Published online by Cambridge University Press: 22 September 2009
The verb-final type in a crosslinguistic perspective
The position of the verb relative to other constituents within a clause has been claimed by a number of authors to be a predictor of an additional set of syntactic features. Thus, according to Greenberg (1966), verb-initial languages tend to be prepositional rather than postpositional, putting inflected auxiliary verbs before rather than after the main verb; with more than chance frequency, verb-final languages tend to use postpositions, with auxiliary verbs following the main verb. Such inductively based generalizations about the nature of language of course require further analyses and explanations, e.g. in terms of preferred parsing or processing structures for the human mind.
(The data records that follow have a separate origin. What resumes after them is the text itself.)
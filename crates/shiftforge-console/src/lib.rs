//! Colorful console output for planning runs.
//!
//! Provides a custom `tracing` layer that formats planning events with colors.
//!
//! ## Log Levels
//!
//! - **INFO**: Lifecycle events (plan/model/solve start and end)
//! - **DEBUG**: Per-employee hour bounds and legal sequence sets
//! - **TRACE**: Individual forbidden transitions

use num_format::{Locale, ToFormattedString};
use owo_colors::OwoColorize;
use std::io::{self, Write};
use std::sync::atomic::{AtomicU64, Ordering};
use std::sync::OnceLock;
use std::time::Instant;
use tracing::field::{Field, Visit};
use tracing::{Event, Subscriber};
use tracing_subscriber::filter::{Directive, LevelFilter};
use tracing_subscriber::layer::Context;
use tracing_subscriber::layer::SubscriberExt;
use tracing_subscriber::util::SubscriberInitExt;
use tracing_subscriber::{EnvFilter, Layer};

static INIT: OnceLock<()> = OnceLock::new();
static EPOCH: OnceLock<Instant> = OnceLock::new();
static PLAN_START_NANOS: AtomicU64 = AtomicU64::new(0);

/// Package version for banner display.
const VERSION: &str = env!("CARGO_PKG_VERSION");

/// Default filter when `RUST_LOG` is not set.
pub const DEFAULT_DIRECTIVE: &str = "shiftforge=info";

/// Initializes the planner console output.
///
/// Safe to call multiple times - only the first call has effect.
/// Prints the ShiftForge banner and sets up tracing.
pub fn init() {
    INIT.get_or_init(|| {
        print_banner();
        install();
    });
}

/// Initializes tracing without the banner.
pub fn init_quiet() {
    INIT.get_or_init(install);
}

// Crate targets enabled at INFO unless `RUST_LOG` says otherwise.
const DEFAULT_TARGETS: [&str; 3] = [DEFAULT_DIRECTIVE, "shiftforge_solver=info", "shiftforge_cli=info"];

fn install() {
    let mut filter = EnvFilter::builder()
        .with_default_directive(LevelFilter::WARN.into())
        .from_env_lossy();
    if std::env::var_os(EnvFilter::DEFAULT_ENV).is_none() {
        for directive in DEFAULT_TARGETS {
            if let Ok(directive) = directive.parse::<Directive>() {
                filter = filter.add_directive(directive);
            }
        }
    }

    let _ = tracing_subscriber::registry()
        .with(filter)
        .with(PlannerConsoleLayer)
        .try_init();
}

// Marks the start of a planning run for elapsed time tracking.
fn mark_plan_start() {
    let epoch = EPOCH.get_or_init(Instant::now);
    let nanos = epoch.elapsed().as_nanos() as u64;
    PLAN_START_NANOS.store(nanos, Ordering::Relaxed);
}

// Returns elapsed time since the plan started.
fn elapsed_secs() -> f64 {
    let Some(epoch) = EPOCH.get() else {
        return 0.0;
    };
    let start_nanos = PLAN_START_NANOS.load(Ordering::Relaxed);
    let now_nanos = epoch.elapsed().as_nanos() as u64;
    now_nanos.saturating_sub(start_nanos) as f64 / 1_000_000_000.0
}

fn print_banner() {
    let banner = r#"
 ____  _     _  __ _   _____
/ ___|| |__ (_)/ _| |_|  ___|__  _ __ __ _  ___
\___ \| '_ \| | |_| __| |_ / _ \| '__/ _` |/ _ \
 ___) | | | | |  _| |_|  _| (_) | | | (_| |  __/
|____/|_| |_|_|_|  \__|_|  \___/|_|  \__, |\___|
                                     |___/
"#;

    let version_line = format!("                v{} - Shift Planner\n", VERSION);

    // Banner goes to stderr so stdout stays free for the schedule.
    let mut stderr = io::stderr().lock();
    let _ = writeln!(stderr, "{}", banner.bright_cyan());
    let _ = writeln!(stderr, "{}", version_line.bright_white().bold());
    let _ = stderr.flush();
}

/// A tracing layer that formats planning events with colors.
pub struct PlannerConsoleLayer;

impl<S: Subscriber> Layer<S> for PlannerConsoleLayer {
    fn on_event(&self, event: &Event<'_>, _ctx: Context<'_, S>) {
        let metadata = event.metadata();
        let target = metadata.target();

        if !target.starts_with("shiftforge") {
            return;
        }

        let mut visitor = EventVisitor::default();
        event.record(&mut visitor);

        let output = format_event(&visitor);
        if !output.is_empty() {
            let _ = writeln!(io::stderr(), "{}", output);
        }
    }
}

#[derive(Debug, Default)]
struct EventVisitor {
    event: Option<String>,
    label: Option<String>,
    strategy: Option<String>,
    status: Option<String>,
    employees: Option<u64>,
    days: Option<u64>,
    variables: Option<u64>,
    constraints: Option<u64>,
    fixed: Option<u64>,
    budget_ms: Option<u64>,
    elapsed_ms: Option<u64>,
    violations: Option<u64>,
}

impl Visit for EventVisitor {
    fn record_debug(&mut self, field: &Field, value: &dyn std::fmt::Debug) {
        let s = format!("{:?}", value);
        let s = s.trim_matches('"').to_string();
        match field.name() {
            "event" => self.event = Some(s),
            "label" => self.label = Some(s),
            "strategy" => self.strategy = Some(s),
            "status" => self.status = Some(s),
            _ => {}
        }
    }

    fn record_u64(&mut self, field: &Field, value: u64) {
        match field.name() {
            "employees" => self.employees = Some(value),
            "days" => self.days = Some(value),
            "variables" => self.variables = Some(value),
            "constraints" => self.constraints = Some(value),
            "fixed" => self.fixed = Some(value),
            "budget_ms" => self.budget_ms = Some(value),
            "elapsed_ms" => self.elapsed_ms = Some(value),
            "violations" => self.violations = Some(value),
            _ => {}
        }
    }

    fn record_i64(&mut self, field: &Field, value: i64) {
        self.record_u64(field, value.max(0) as u64);
    }

    fn record_str(&mut self, field: &Field, value: &str) {
        match field.name() {
            "event" => self.event = Some(value.to_string()),
            "label" => self.label = Some(value.to_string()),
            "strategy" => self.strategy = Some(value.to_string()),
            "status" => self.status = Some(value.to_string()),
            _ => {}
        }
    }
}

fn format_event(v: &EventVisitor) -> String {
    let event = v.event.as_deref().unwrap_or("");

    match event {
        "plan_start" => format_plan_start(v),
        "plan_end" => format_plan_end(v),
        "model_built" => format_model_built(v),
        "solve_started" => format_solve_started(v),
        "status_received" => format_status_received(v),
        _ => String::new(),
    }
}

fn format_elapsed() -> String {
    format!("{:>7.3}s", elapsed_secs())
        .bright_black()
        .to_string()
}

fn format_label(v: &EventVisitor) -> String {
    match v.label.as_deref() {
        Some(label) if !label.is_empty() => format!("[{}] ", label.cyan()),
        _ => String::new(),
    }
}

fn format_plan_start(v: &EventVisitor) -> String {
    mark_plan_start();
    let employees = v.employees.unwrap_or(0);
    let days = v.days.unwrap_or(0);
    let strategy = v.strategy.as_deref().unwrap_or("constraint");

    format!(
        "{} {} {}Planning │ {} employees │ {} days │ {} strategy",
        format_elapsed(),
        "▶".bright_green().bold(),
        format_label(v),
        employees.to_formatted_string(&Locale::en).bright_yellow(),
        days.to_formatted_string(&Locale::en).bright_yellow(),
        strategy.white().bold()
    )
}

fn format_model_built(v: &EventVisitor) -> String {
    let variables = v.variables.unwrap_or(0);
    let constraints = v.constraints.unwrap_or(0);

    let mut output = format!(
        "{} {} {}Model built │ {} variables │ {} constraints │ space {}",
        format_elapsed(),
        "◆".bright_blue(),
        format_label(v),
        variables.to_formatted_string(&Locale::en).bright_yellow(),
        constraints.to_formatted_string(&Locale::en).bright_yellow(),
        search_space(variables as usize).bright_magenta()
    );

    if let Some(fixed) = v.fixed.filter(|&f| f > 0) {
        output.push_str(&format!(
            " │ {} fixed",
            fixed.to_formatted_string(&Locale::en).bright_yellow()
        ));
    }

    output
}

fn format_solve_started(v: &EventVisitor) -> String {
    let budget = v.budget_ms.unwrap_or(0);

    format!(
        "{} {} {}Solving │ {} limit",
        format_elapsed(),
        "▶".bright_blue(),
        format_label(v),
        format_duration_ms(budget).yellow()
    )
}

fn format_status_received(v: &EventVisitor) -> String {
    let status = v.status.as_deref().unwrap_or("unknown");
    let elapsed = v.elapsed_ms.unwrap_or(0);

    format!(
        "{} {} {}Solver finished │ {} │ {}",
        format_elapsed(),
        "◀".bright_blue(),
        format_label(v),
        format_duration_ms(elapsed).yellow(),
        format_status(status)
    )
}

fn format_plan_end(v: &EventVisitor) -> String {
    let status = v.status.as_deref().unwrap_or("unknown");
    let violations = v.violations.unwrap_or(0);

    let mut output = format!(
        "{} {} {}Planning complete │ {}",
        format_elapsed(),
        "■".bright_cyan().bold(),
        format_label(v),
        format_status(status)
    );
    if violations > 0 {
        output.push_str(&format!(
            " │ {} violations",
            violations.to_formatted_string(&Locale::en).bright_red().bold()
        ));
    }
    output
}

fn format_status(status: &str) -> String {
    match status {
        "optimal" | "feasible" => status.to_uppercase().bright_green().bold().to_string(),
        "infeasible" => status.to_uppercase().bright_red().bold().to_string(),
        _ => status.to_uppercase().yellow().bold().to_string(),
    }
}

fn format_duration_ms(ms: u64) -> String {
    if ms < 1000 {
        format!("{}ms", ms)
    } else if ms < 60_000 {
        format!("{:.2}s", ms as f64 / 1000.0)
    } else {
        let mins = ms / 60_000;
        let secs = (ms % 60_000) / 1000;
        format!("{}m {}s", mins, secs)
    }
}

// Size of the raw boolean search space, 2^variables, in scientific notation.
fn search_space(variables: usize) -> String {
    if variables == 0 {
        return "1".to_string();
    }

    let log_scale = (variables as f64) * 2f64.log10();
    let exponent = log_scale.floor() as i32;
    let mantissa = 10f64.powf(log_scale - exponent as f64);

    format!("{:.3} x 10^{}", mantissa, exponent)
}

#[cfg(test)]
mod tests;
In more recent correlative studies of this type, e.g. by Dryer (1992), a distinction is drawn between phrasal and non-phrasal elements. Whereas phrasal elements, such as subject and object phrases or adpositions appear to follow a more consistent right-branching or left-branching pattern crosslinguistically, the position of non-phrasal categories such as adjectives, demonstratives, negative particles, or tense–aspect markers does not seem to correlate with constituent order type, as argued by Dryer.
Obviously, constituent order is but one of various factors determining the typological portrait of a language, morphological techniques used in expressing syntactic and semantic relations being another important parameter. This latter observation of course is not new; Sapir (1921:120–46) already pointed out that languages may differ considerably in the techniques used for the expression of syntactic relations.